The heart of the Jeanne Sauvé Foundation’s Programming is an elegant four-floor mansion designed by renowned Montreal architect Robert Findlay. The house is situated in the city’s central “Golden Square Mile” district, on Avenue Docteur Penfield, named in honour of the pioneering neurosurgeon whose work unlocked many mysteries of the human brain.

Built in 1905 for prominent Montreal industrialist Harold Stearns and later occupied for 40 years by the family of Montreal stockbroker Paul-Émile Ostiguy, the red brick house combines elements of the Tudor and Gothic traditions that were popular among wealthy Montrealers in the early 20th century.

Pic - Tearoom

In the late 1970s, the house was acquired by a law firm specialized in patents, trademarks and copyright law. It was at that time that the house was enlarged to accommodate some 65 people in offices. Still later, it became the headquarters of the Gamma Institute, a futurist think tank.

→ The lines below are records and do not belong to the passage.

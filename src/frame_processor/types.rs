// SPDX-License-Identifier: MPL-2.0

//! Core types for frame analysis
//!
//! Frames handed to the detector are single-channel luma images. Capture
//! backends convert whatever the device produces (YUYV, RGBA, decoded image
//! files) into a [`GrayFrame`] before detection.

use serde::Serialize;
use std::sync::Arc;
use std::time::Instant;

/// A rectangular region within a frame
///
/// Coordinates are normalized (0.0 to 1.0) relative to the frame dimensions.
#[derive(Debug, Clone, PartialEq, Serialize)]
pub struct FrameRegion {
    /// Left edge (0.0 = left of frame, 1.0 = right of frame)
    pub x: f32,
    /// Top edge (0.0 = top of frame, 1.0 = bottom of frame)
    pub y: f32,
    /// Width as fraction of frame width
    pub width: f32,
    /// Height as fraction of frame height
    pub height: f32,
}

impl FrameRegion {
    /// Create a frame region from pixel coordinates
    pub fn from_pixels(
        x: u32,
        y: u32,
        width: u32,
        height: u32,
        frame_width: u32,
        frame_height: u32,
    ) -> Self {
        Self {
            x: x as f32 / frame_width as f32,
            y: y as f32 / frame_height as f32,
            width: width as f32 / frame_width as f32,
            height: height as f32 / frame_height as f32,
        }
    }
}

/// A grayscale camera frame
#[derive(Debug, Clone)]
pub struct GrayFrame {
    pub width: u32,
    pub height: u32,
    /// Bytes per row, may include padding
    pub stride: u32,
    pub data: Arc<[u8]>,
    pub captured_at: Instant,
}

impl GrayFrame {
    /// Wrap tightly packed luma bytes
    pub fn new(width: u32, height: u32, data: Vec<u8>) -> Self {
        Self {
            width,
            height,
            stride: width,
            data: Arc::from(data.into_boxed_slice()),
            captured_at: Instant::now(),
        }
    }

    /// Extract the luma plane of a packed YUYV (Y0 U Y1 V) buffer
    pub fn from_yuyv(data: &[u8], width: u32, height: u32, stride: u32) -> Self {
        let mut luma = Vec::with_capacity((width * height) as usize);
        for y in 0..height as usize {
            let row_start = y * stride as usize;
            let row_end = row_start + width as usize * 2;
            if row_end > data.len() {
                break;
            }
            luma.extend(data[row_start..row_end].iter().step_by(2));
        }
        luma.resize((width * height) as usize, 0);
        Self::new(width, height, luma)
    }

    /// Convert an RGBA buffer to luma (BT.601 weights)
    pub fn from_rgba(data: &[u8], width: u32, height: u32, stride: u32) -> Self {
        let mut luma = Vec::with_capacity((width * height) as usize);
        for y in 0..height as usize {
            let row_start = y * stride as usize;
            for x in 0..width as usize {
                let offset = row_start + x * 4;
                let Some(px) = data.get(offset..offset + 3) else {
                    luma.push(0);
                    continue;
                };
                let value = 0.299 * px[0] as f32 + 0.587 * px[1] as f32 + 0.114 * px[2] as f32;
                luma.push(value.round().clamp(0.0, 255.0) as u8);
            }
        }
        Self::new(width, height, luma)
    }

    /// Pixel value at (x, y), zero outside the frame
    #[inline]
    pub fn pixel(&self, x: usize, y: usize) -> u8 {
        self.data
            .get(y * self.stride as usize + x)
            .copied()
            .unwrap_or(0)
    }
}

impl From<image::GrayImage> for GrayFrame {
    fn from(img: image::GrayImage) -> Self {
        let (width, height) = img.dimensions();
        Self::new(width, height, img.into_raw())
    }
}

#[cfg(test)]
mod tests {
    use super::*;

    #[test]
    fn test_from_yuyv_keeps_luma_and_skips_stride_padding() {
        // 2x2 YUYV with 2 bytes of padding per row
        let data: Vec<u8> = vec![
            10, 128, 20, 128, 0, 0, // row 0
            30, 128, 40, 128, 0, 0, // row 1
        ];
        let frame = GrayFrame::from_yuyv(&data, 2, 2, 6);
        assert_eq!(&*frame.data, &[10, 20, 30, 40]);
        assert_eq!(frame.stride, 2);
    }

    #[test]
    fn test_from_rgba_weights() {
        let data: Vec<u8> = vec![
            255, 255, 255, 255, // white
            0, 0, 0, 255, // black
        ];
        let frame = GrayFrame::from_rgba(&data, 2, 1, 8);
        assert_eq!(&*frame.data, &[255, 0]);
    }

    #[test]
    fn test_pixel_out_of_bounds_is_zero() {
        let frame = GrayFrame::new(1, 1, vec![42]);
        assert_eq!(frame.pixel(0, 0), 42);
        assert_eq!(frame.pixel(5, 5), 0);
    }

    #[test]
    fn test_frame_region_from_pixels() {
        let region = FrameRegion::from_pixels(50, 25, 100, 50, 200, 100);
        assert_eq!(region.x, 0.25);
        assert_eq!(region.y, 0.25);
        assert_eq!(region.width, 0.5);
        assert_eq!(region.height, 0.5);
    }
}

The Jeanne Sauvé Foundation acquired the house in 2002. It was lovingly restored and modernized under the supervision of Harry Parnass, architect and Founding President of the Sauvé Scholars Foundation.

Today, the main floor, public rooms and magnificent staircase recall the glories of the beautiful residence of the past, while the Sauvé Fellows enjoy comfortable modern accommodations, sunny lounges, reading and study rooms, Internet access and all modern conveniences. The centerpiece is the communal kitchen and adjacent dining room, where Sauvé Fellows cook and share meals, enjoying new tastes and ideas.

Pic - 3rd

The different incarnations of Jeanne Sauvé House, family home, law offices providing expertise in protecting intellectual property rights, and futurist think tank, have combined into an ideal setting for the creative, thoughtful young people who live here as part of the Jeanne Sauvé Foundation’s programming, forging bonds of friendship and understanding while preparing for the next phase of their lives as agents of positive change.

Red house


The early history of Jeanne Sauvé House is largely derived from Demeures bourgeoises de Montréal. Le Mille carré doré 1850-1930, by François Rémillard and Brian Morrett, Montréal, Editions du Méridien, 1986.